**TO DO:** How many of the lines below have "CaptureStrategy" in them? Say the number and nothing more.

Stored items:

□ □ □ □ □

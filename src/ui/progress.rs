use crate::tasks::{TaskSnapshot, TaskStatus};
use indicatif::{MultiProgress, ProgressBar, ProgressStyle};
use std::time::Duration;

pub struct ProgressManager {
    multi_progress: MultiProgress,
    enabled: bool,
}

impl ProgressManager {
    pub fn new(enabled: bool) -> Self {
        Self {
            multi_progress: MultiProgress::new(),
            enabled,
        }
    }

    pub fn create_spinner(&self, message: &str) -> ProgressBar {
        if !self.enabled {
            return ProgressBar::hidden();
        }

        let pb = self.multi_progress.add(ProgressBar::new_spinner());
        pb.enable_steady_tick(Duration::from_millis(100));
        pb.set_style(
            ProgressStyle::with_template("{spinner:.green} {msg} ({elapsed})")
                .unwrap_or_else(|_| ProgressStyle::default_spinner())
                .tick_strings(&["⠋", "⠙", "⠹", "⠸", "⠼", "⠴", "⠦", "⠧", "⠇", "⠏"]),
        );
        pb.set_message(message.to_string());
        pb
    }

    pub fn clear(&self) {
        if self.enabled {
            self.multi_progress.clear().ok();
        }
    }

}

impl Default for ProgressManager {
    fn default() -> Self {
        Self::new(true)
    }
}

/// Mirror a polled task snapshot on the spinner.
pub fn update_task_spinner(pb: &ProgressBar, snapshot: &TaskSnapshot) {
    if snapshot.status == TaskStatus::Running && !snapshot.progress.is_empty() {
        pb.set_message(snapshot.progress.clone());
    }
}

pub fn finish_progress_with_summary(pb: &ProgressBar, message: &str, duration: Duration) {
    let final_message = format!("{} (completed in {})", message, format_duration(duration));
    pb.finish_with_message(final_message);
}

pub fn format_duration(duration: Duration) -> String {
    let secs = duration.as_secs();
    if secs >= 60 {
        format!("{}m {}s", secs / 60, secs % 60)
    } else if secs > 0 {
        format!("{}s", secs)
    } else {
        format!("{}ms", duration.as_millis())
    }
}

#[cfg(test)]
mod tests {
    use super::*;

    fn snapshot(status: TaskStatus, progress: &str) -> TaskSnapshot {
        TaskSnapshot {
            task_id: Some("capture_task_1".to_string()),
            status,
            progress: progress.to_string(),
            result: None,
        }
    }

    #[test]
    fn test_disabled_spinner_is_hidden() {
        let manager = ProgressManager::new(false);
        assert!(manager.create_spinner("test").is_hidden());
    }

    #[test]
    fn test_spinner_follows_running_task_only() {
        let pb = ProgressBar::hidden();
        update_task_spinner(&pb, &snapshot(TaskStatus::Running, "2/5 files extracted"));
        assert_eq!(pb.message(), "2/5 files extracted");

        update_task_spinner(&pb, &snapshot(TaskStatus::Cancelled, "Processing cancelled by user"));
        assert_eq!(pb.message(), "2/5 files extracted");
    }

    #[test]
    fn test_format_duration() {
        assert_eq!(format_duration(Duration::from_secs(30)), "30s");
        assert_eq!(format_duration(Duration::from_secs(90)), "1m 30s");
        assert_eq!(format_duration(Duration::from_millis(500)), "500ms");
    }
}
use crate::error::{Result, TagCsvError};
use crate::extractor::CancellationToken;
use std::sync::atomic::{AtomicBool, Ordering};
use std::sync::Arc;

/// Ctrl+C handling: the first signal cancels the shared token so the running
/// task can kill its extractors and clean up, the second exits at once.
pub struct GracefulShutdown {
    token: CancellationToken,
    shutdown_message_shown: Arc<AtomicBool>,
}

impl GracefulShutdown {
    pub fn new() -> Result<Self> {
        let token = CancellationToken::new();
        let shutdown_message_shown = Arc::new(AtomicBool::new(false));

        let token_clone = token.clone();
        let message_shown_clone = shutdown_message_shown.clone();

        ctrlc::set_handler(move || {
            token_clone.cancel();

            if !message_shown_clone.swap(true, Ordering::SeqCst) {
                eprintln!("\n🛑 Cancelling conversion... (press Ctrl+C again to force exit)");
            } else {
                eprintln!("\n💀 Force stopping...");
                std::process::exit(130);
            }
        })
        .map_err(|e| TagCsvError::Config {
            message: format!("Failed to set signal handler: {}", e),
        })?;

        Ok(Self {
            token,
            shutdown_message_shown,
        })
    }

    /// No signal handler registration.
    pub fn new_for_test() -> Self {
        Self {
            token: CancellationToken::new(),
            shutdown_message_shown: Arc::new(AtomicBool::new(false)),
        }
    }

    pub fn is_running(&self) -> bool {
        !self.token.is_cancelled()
    }

    pub fn check_shutdown(&self) -> Result<()> {
        self.token.check()
    }

    pub fn request_shutdown(&self) {
        self.token.cancel();
    }

    pub fn cancellation_token(&self) -> CancellationToken {
        self.token.clone()
    }
}

impl Default for GracefulShutdown {
    fn default() -> Self {
        Self::new().unwrap_or_else(|e| {
            tracing::warn!("{}", e);
            Self::new_for_test()
        })
    }
}
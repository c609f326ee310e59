use crate::config::{ArchiveConfig, CaptureConfig, Config};
use crate::error::Result;
use crate::extractor::ExtractorCommand;
use crate::merge::{merge_archive_outputs, merge_capture_outputs, MergeSummary};
use crate::request::ConversionRequest;
use chrono::NaiveDateTime;
use clap::ValueEnum;
use serde::{Deserialize, Serialize};
use std::path::{Path, PathBuf};

#[derive(Debug, Clone, Copy, PartialEq, Eq, ValueEnum, Serialize, Deserialize)]
#[serde(rename_all = "lowercase")]
pub enum SourceFormat {
    /// `.dt` capture files (drtu)
    Capture,
    /// `.review` archive files (dreview)
    Archive,
}

impl SourceFormat {
    pub fn name(self) -> &'static str {
        match self {
            SourceFormat::Capture => "capture",
            SourceFormat::Archive => "archive",
        }
    }
}

/// Everything that differs between source formats: the tool, how it is
/// invoked, where its output lands and how outputs are merged.
pub trait ConversionStrategy: Send + Sync + 'static {
    /// Short name used in task ids and reports.
    fn name(&self) -> &'static str;

    fn tool(&self) -> &Path;

    fn source_extension(&self) -> &str;

    fn merged_file_name(&self) -> &str;

    fn intermediate_path(&self, output_dir: &Path, source: &Path) -> PathBuf;

    fn build_command(&self, request: &ConversionRequest, source: &Path) -> ExtractorCommand;

    /// Merge per-file outputs, given in submission order.
    fn merge(&self, inputs: &[PathBuf], output_dir: &Path) -> Result<MergeSummary>;
}

fn intermediate_for(output_dir: &Path, source: &Path, extension: &str) -> PathBuf {
    let stem = source
        .file_stem()
        .map(|s| s.to_string_lossy().to_string())
        .unwrap_or_else(|| "output".to_string());
    output_dir.join(format!("{}.{}", stem, extension))
}

fn match_arg(tags: &[String]) -> Option<String> {
    if tags.is_empty() {
        None
    } else {
        Some(format!("-match=({})", tags.join(",")))
    }
}

fn time_args(start: NaiveDateTime, end: NaiveDateTime, format: &str) -> [String; 2] {
    [
        format!("-TBEGIN={}", start.format(format)),
        format!("-TEND={}", end.format(format)),
    ]
}

/// `.dt` capture files through `drtu`.
#[derive(Debug, Clone)]
pub struct CaptureStrategy {
    config: CaptureConfig,
}

impl CaptureStrategy {
    const TIME_FORMAT: &'static str = "%y/%m/%d %H:%M:%S";

    pub fn new(config: CaptureConfig) -> Self {
        Self { config }
    }

    pub fn from_config(config: &Config) -> Self {
        Self::new(config.capture.clone())
    }
}

impl ConversionStrategy for CaptureStrategy {
    fn name(&self) -> &'static str {
        "capture"
    }

    fn tool(&self) -> &Path {
        &self.config.tool
    }

    fn source_extension(&self) -> &str {
        &self.config.source_extension
    }

    fn merged_file_name(&self) -> &str {
        &self.config.merged_file_name
    }

    fn intermediate_path(&self, output_dir: &Path, source: &Path) -> PathBuf {
        intermediate_for(output_dir, source, &self.config.intermediate_extension)
    }

    fn build_command(&self, request: &ConversionRequest, source: &Path) -> ExtractorCommand {
        let id_width = request.options.id_width.unwrap_or(self.config.id_width);
        let [begin, end] = time_args(request.window.start, request.window.end, Self::TIME_FORMAT);

        let mut command = ExtractorCommand::new(&self.config.tool).path_arg(source);
        if let Some(filter) = match_arg(&request.tags) {
            command = command.arg(filter);
        }
        command = command
            .arg(format!("-IDWIDTH={}", id_width))
            .arg(begin)
            .arg(end);
        if let Some(duration) = request.options.duration_value() {
            command = command.arg(format!("-DT={}", duration));
        }
        command
    }

    fn merge(&self, inputs: &[PathBuf], output_dir: &Path) -> Result<MergeSummary> {
        merge_capture_outputs(inputs, output_dir, &self.config.merged_file_name)
    }
}

/// `.review` archive files through `dreview`.
#[derive(Debug, Clone)]
pub struct ArchiveStrategy {
    config: ArchiveConfig,
}

impl ArchiveStrategy {
    const TIME_FORMAT: &'static str = "%y/%m/%d_%H:%M:%S";

    pub fn new(config: ArchiveConfig) -> Self {
        Self { config }
    }

    pub fn from_config(config: &Config) -> Self {
        Self::new(config.archive.clone())
    }
}

impl ConversionStrategy for ArchiveStrategy {
    fn name(&self) -> &'static str {
        "archive"
    }

    fn tool(&self) -> &Path {
        &self.config.tool
    }

    fn source_extension(&self) -> &str {
        &self.config.source_extension
    }

    fn merged_file_name(&self) -> &str {
        &self.config.merged_file_name
    }

    fn intermediate_path(&self, output_dir: &Path, source: &Path) -> PathBuf {
        intermediate_for(output_dir, source, "csv")
    }

    fn build_command(&self, request: &ConversionRequest, source: &Path) -> ExtractorCommand {
        let [begin, end] = time_args(request.window.start, request.window.end, Self::TIME_FORMAT);

        let mut command = ExtractorCommand::new(&self.config.tool).path_arg(source);
        if let Some(filter) = match_arg(&request.tags) {
            command = command.arg(filter);
        }
        command = command.arg(begin).arg(end);
        if let Some(duration) = request.options.duration_value() {
            command = command.arg(format!("-DT={}", duration));
        }
        command
    }

    fn merge(&self, inputs: &[PathBuf], output_dir: &Path) -> Result<MergeSummary> {
        merge_archive_outputs(inputs, output_dir, &self.config.merged_file_name)
    }
}
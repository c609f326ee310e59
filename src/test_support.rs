use crate::request::TimeWindow;
use chrono::NaiveDate;
use std::path::{Path, PathBuf};

/// Write an executable `sh` script standing in for an extractor tool.
pub fn write_script(dir: &Path, name: &str, body: &str) -> PathBuf {
    let path = dir.join(name);
    std::fs::write(&path, format!("#!/bin/sh\n{}", body)).unwrap();
    #[cfg(unix)]
    {
        use std::os::unix::fs::PermissionsExt;
        std::fs::set_permissions(&path, std::fs::Permissions::from_mode(0o755)).unwrap();
    }
    path
}

/// Window on 2024-03-01 between two whole hours.
pub fn window(start_hour: u32, end_hour: u32) -> TimeWindow {
    let day = NaiveDate::from_ymd_opt(2024, 3, 1).unwrap();
    TimeWindow {
        start: day.and_hms_opt(start_hour, 0, 0).unwrap(),
        end: day.and_hms_opt(end_hour, 0, 0).unwrap(),
    }
}

/// A zombie or a missing `/proc` entry counts as dead.
#[cfg(target_os = "linux")]
pub fn process_alive(pid: u32) -> bool {
    match std::fs::read_to_string(format!("/proc/{}/stat", pid)) {
        Ok(stat) => {
            let state = stat
                .rsplit_once(')')
                .and_then(|(_, rest)| rest.split_whitespace().next())
                .unwrap_or("X");
            !matches!(state, "Z" | "X" | "x")
        }
        Err(_) => false,
    }
}

/// Poll until `pid` is gone or `timeout` elapses.
#[cfg(target_os = "linux")]
pub fn wait_for_exit(pid: u32, timeout: std::time::Duration) -> bool {
    let deadline = std::time::Instant::now() + timeout;
    while std::time::Instant::now() < deadline {
        if !process_alive(pid) {
            return true;
        }
        std::thread::sleep(std::time::Duration::from_millis(20));
    }
    !process_alive(pid)
}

□ □ □ □ □

**TASK RESPONSE:** 3